▶ [Exercise objective]
Only the lines from the start of the data through the one containing "Test servers only." belong in your answer; return them exactly.

- - - - - - -

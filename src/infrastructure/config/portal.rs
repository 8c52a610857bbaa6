//! Server endpoint and HTTP client configuration.

use serde::Deserialize;

/// Where the portal lives and how to talk to it.
#[derive(Debug, Clone, Deserialize)]
pub struct PortalConfig {
    /// Base URL of the portal, e.g. `https://portal.example.com/cust`.
    #[serde(default)]
    pub base_url: String,
    /// Protocol version sent with login and event-wait requests.
    #[serde(default = "default_version")]
    pub version: String,
    /// TCP connect timeout (milliseconds).
    #[serde(default = "default_connect_timeout_ms")]
    pub connect_timeout_ms: u64,
    /// Read timeout for everything except event-wait requests (milliseconds).
    #[serde(default = "default_request_timeout_ms")]
    pub request_timeout_ms: u64,
    #[serde(default = "default_user_agent")]
    pub user_agent: String,
    /// Accept any server certificate. Test servers only.
    #[serde(default)]
    pub allow_self_signed: bool,
}

fn default_version() -> String {
    "8.0".into()
}

const fn default_connect_timeout_ms() -> u64 {
    2000
}

const fn default_request_timeout_ms() -> u64 {
    30000
}

fn default_user_agent() -> String {
    format!("portalink/{}", env!("CARGO_PKG_VERSION"))
}

impl Default for PortalConfig {
    fn default() -> Self {
        Self {
            base_url: String::new(),
            version: default_version(),
            connect_timeout_ms: default_connect_timeout_ms(),
            request_timeout_ms: default_request_timeout_ms(),
            user_agent: default_user_agent(),
            allow_self_signed: false,
        }
    }
}

/// Host network observation settings.
#[derive(Debug, Clone, Deserialize)]
pub struct NetworkConfig {
    /// Poll the host's interfaces for up/down transitions.
    #[serde(default = "default_probe_enabled")]
    pub probe_enabled: bool,
    /// Interval between interface polls (milliseconds).
    #[serde(default = "default_probe_interval_ms")]
    pub probe_interval_ms: u64,
}

const fn default_probe_enabled() -> bool {
    true
}

const fn default_probe_interval_ms() -> u64 {
    5000
}

impl Default for NetworkConfig {
    fn default() -> Self {
        Self {
            probe_enabled: default_probe_enabled(),
            probe_interval_ms: default_probe_interval_ms(),
        }
    }
}
//! Builders for portal response bodies used across tests.
//!
//! Keeps the wire shapes in one place so tests focus on behaviour rather
//! than JSON construction.

use serde_json::{json, Value};

/// Successful login carrying `session`.
pub fn login_ok(session: &str) -> String {
    json!([{ "sessionId": session }]).to_string()
}

/// A single data record.
pub fn records(data: Value) -> String {
    json!([{ "data": data }]).to_string()
}

/// A record carrying an embedded application error.
pub fn embedded_error(code: &str) -> String {
    json!([{ "errors": [{ "type": code }] }]).to_string()
}

/// An event-wait response listing changed topics.
pub fn events(topics: &[&str]) -> String {
    json!({ "events": topics }).to_string()
}

/// An event-wait response carrying an error.
pub fn event_error(code: &str) -> String {
    json!({ "events": [], "errors": [{ "type": code }] }).to_string()
}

- - - - - - -

▶ [Solution for this problem]
filename src/infrastructure/config/portal.rs
repository 8c52a610857bbaa6
//! Server endpoint and HTTP client configuration.

use serde::Deserialize;

/// Where the portal lives and how to talk to it.
#[derive(Debug, Clone, Deserialize)]
pub struct PortalConfig {
    /// Base URL of the portal, e.g. `https://portal.example.com/cust`.
    #[serde(default)]
    pub base_url: String,
    /// Protocol version sent with login and event-wait requests.
    #[serde(default = "default_version")]
    pub version: String,
    /// TCP connect timeout (milliseconds).
    #[serde(default = "default_connect_timeout_ms")]
    pub connect_timeout_ms: u64,
    /// Read timeout for everything except event-wait requests (milliseconds).
    #[serde(default = "default_request_timeout_ms")]
    pub request_timeout_ms: u64,
    #[serde(default = "default_user_agent")]
    pub user_agent: String,
    /// Accept any server certificate. Test servers only.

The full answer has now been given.